Background and aims The antiphospholipid syndrome (APS) has wide clinical and outcome spectrum overtime. The aim of this study was to assess the real life prevalence of morbi-mortality APS during 10 year-follow-up of a single referral centre.
Methods The cohort included 160 consecutive APS patients followed by the Autoimmune Diseases Unit of Hospital Clínic Barcelona from 2003 to 2013. Epidemiological, clinical, immunological and treatment features were analysed prospectively.
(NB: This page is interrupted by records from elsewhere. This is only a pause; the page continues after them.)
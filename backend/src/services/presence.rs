use anyhow::Result;
use async_trait::async_trait;
use reqwest::{Client, StatusCode};
use serde_json::{json, Map, Value};
use std::time::Duration;
use tracing::{debug, error};

use crate::constants::FIRESTORE_API_BASE;
use super::traits::{Document, FieldValue, Fields, PresenceStore};

/// Presence store backed by the Firestore REST API.
///
/// Plain values go into the document body; array unions and server
/// timestamps are sent as field transforms on the same write so they apply
/// atomically with it.
#[derive(Debug, Clone)]
pub struct FirestorePresenceStore {
    client: Client,
    project_id: String,
    access_token: String,
    base_url: String,
}

impl FirestorePresenceStore {
    pub fn new(project_id: String, access_token: String, timeout: Duration) -> Result<Self> {
        let client = Client::builder().timeout(timeout).build()?;
        Ok(Self {
            client,
            project_id,
            access_token,
            base_url: FIRESTORE_API_BASE.to_string(),
        })
    }

    fn database_root(&self) -> String {
        format!("projects/{}/databases/(default)/documents", self.project_id)
    }

    fn document_name(&self, path: &str) -> String {
        format!("{}/{}", self.database_root(), path.trim_matches('/'))
    }

    async fn commit(&self, write: Value) -> Result<()> {
        let url = format!("{}/{}:commit", self.base_url, self.database_root());
        let response = self
            .client
            .post(&url)
            .bearer_auth(&self.access_token)
            .json(&json!({ "writes": [write] }))
            .send()
            .await?;

        if !response.status().is_success() {
            let status = response.status();
            let body = response.text().await.unwrap_or_default();
            error!("Firestore commit failed {}: {}", status, body);
            anyhow::bail!("Firestore commit error {}: {}", status, body);
        }
        Ok(())
    }
}

#[async_trait]
impl PresenceStore for FirestorePresenceStore {
    async fn get(&self, path: &str) -> Result<Option<Document>> {
        let url = format!("{}/{}", self.base_url, self.document_name(path));
        let response = self
            .client
            .get(&url)
            .bearer_auth(&self.access_token)
            .send()
            .await?;

        if response.status() == StatusCode::NOT_FOUND {
            debug!("Presence document {} does not exist", path);
            return Ok(None);
        }
        if !response.status().is_success() {
            let status = response.status();
            let body = response.text().await.unwrap_or_default();
            anyhow::bail!("Firestore get error {}: {}", status, body);
        }

        let body: Value = response.json().await?;
        Ok(Some(decode_fields(body.get("fields"))))
    }

    async fn set(&self, path: &str, fields: Fields) -> Result<()> {
        self.commit(build_write(&self.document_name(path), &fields, false))
            .await
    }

    async fn update(&self, path: &str, fields: Fields) -> Result<()> {
        self.commit(build_write(&self.document_name(path), &fields, true))
            .await
    }
}

/// Stand-in when no presence backend is configured. Every call fails, so
/// matches keep `presence_synced_at` unset until the reconciler runs against
/// a configured store.
#[derive(Debug, Clone, Copy, Default)]
pub struct UnconfiguredPresenceStore;

#[async_trait]
impl PresenceStore for UnconfiguredPresenceStore {
    async fn get(&self, path: &str) -> Result<Option<Document>> {
        anyhow::bail!("presence store not configured, cannot read {}", path)
    }

    async fn set(&self, path: &str, _fields: Fields) -> Result<()> {
        anyhow::bail!("presence store not configured, cannot write {}", path)
    }

    async fn update(&self, path: &str, _fields: Fields) -> Result<()> {
        anyhow::bail!("presence store not configured, cannot write {}", path)
    }
}

/// Build a single Firestore `Write`. A merge write only touches the listed
/// fields and requires the document to exist.
pub(crate) fn build_write(name: &str, fields: &Fields, merge: bool) -> Value {
    let mut static_fields = Map::new();
    let mut transforms = Vec::new();

    for (key, value) in fields {
        match value {
            FieldValue::Value(v) => {
                static_fields.insert(key.clone(), encode_value(v));
            }
            FieldValue::ArrayUnion(items) => transforms.push(json!({
                "fieldPath": key,
                "appendMissingElements": { "values": items.iter().map(encode_value).collect::<Vec<_>>() },
            })),
            FieldValue::ServerTimestamp => transforms.push(json!({
                "fieldPath": key,
                "setToServerValue": "REQUEST_TIME",
            })),
        }
    }

    let mask: Vec<String> = static_fields.keys().cloned().collect();
    let mut write = json!({
        "update": { "name": name, "fields": Value::Object(static_fields) },
    });
    if !transforms.is_empty() {
        write["updateTransforms"] = Value::Array(transforms);
    }
    if merge {
        write["updateMask"] = json!({ "fieldPaths": mask });
        write["currentDocument"] = json!({ "exists": true });
    }
    write
}

/// JSON value -> Firestore typed value.
pub(crate) fn encode_value(value: &Value) -> Value {
    match value {
        Value::Null => json!({ "nullValue": null }),
        Value::Bool(b) => json!({ "booleanValue": b }),
        Value::Number(n) => match n.as_i64() {
            Some(i) => json!({ "integerValue": i.to_string() }),
            None => json!({ "doubleValue": n.as_f64().unwrap_or_default() }),
        },
        Value::String(s) => json!({ "stringValue": s }),
        Value::Array(items) => json!({
            "arrayValue": { "values": items.iter().map(encode_value).collect::<Vec<_>>() }
        }),
        Value::Object(map) => {
            let fields: Map<String, Value> = map
                .iter()
                .map(|(k, v)| (k.clone(), encode_value(v)))
                .collect();
            json!({ "mapValue": { "fields": fields } })
        }
    }
}

/// Firestore typed value -> JSON value. Timestamps and references come back
/// as strings.
pub(crate) fn decode_value(value: &Value) -> Value {
    let Some((kind, inner)) = value.as_object().and_then(|obj| obj.iter().next()) else {
        return Value::Null;
    };
    match kind.as_str() {
        "nullValue" => Value::Null,
        "booleanValue" => inner.clone(),
        "integerValue" => inner
            .as_str()
            .and_then(|s| s.parse::<i64>().ok())
            .map(Value::from)
            .unwrap_or_else(|| inner.clone()),
        "doubleValue" => inner.clone(),
        "stringValue" | "timestampValue" | "referenceValue" | "bytesValue" => inner.clone(),
        "arrayValue" => Value::Array(
            inner
                .get("values")
                .and_then(Value::as_array)
                .map(|values| values.iter().map(decode_value).collect())
                .unwrap_or_default(),
        ),
        "mapValue" => Value::Object(decode_fields(inner.get("fields"))),
        other => {
            debug!("Unhandled Firestore value kind {}", other);
            inner.clone()
        }
    }
}

fn decode_fields(fields: Option<&Value>) -> Document {
    fields
        .and_then(Value::as_object)
        .map(|obj| obj.iter().map(|(k, v)| (k.clone(), decode_value(v))).collect())
        .unwrap_or_default()
}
Results The cohort consisted of 126 (79%) women and 34 (21%) mens. Mean (SD) age at diagnosis was 39 (14) years. The diagnostic causes were thrombosis (56.3%), obstetric morbidity (26.9%) and both (16.9%). 65% were primary APS, 22.5% associated with systemic lupus erythematosus (SLE), 8.8% associated with lupus-like syndrome and 3.7% associated with other diseases. Fifty-five patients were lost to follow-up (3.4% every year). In evolution, 10 primary APS patients were reclassified as SLE-associated APS and 2 patients developed catastrophic APS. Table 1 shows the frequencies of the main APS clinical manifestations at baseline and during the 10-year-follow-up. At diagnosis, 95% received antithrombotic treatment: low dose antiaggregants (39.5%), oral anticoagulants (67.1%), heparin (2.6%). During the study, 72.7% of recurrences were without antithrombotic treatment and 27.3% were despite it. Eleven major bleeding episodes occurred and 2 were fatal. The global mortality rate was 6.9% and 50% in catastrophic APS. Table 2 shows the main causes of death and Figure 1 is a Kaplan–Meier survival curve.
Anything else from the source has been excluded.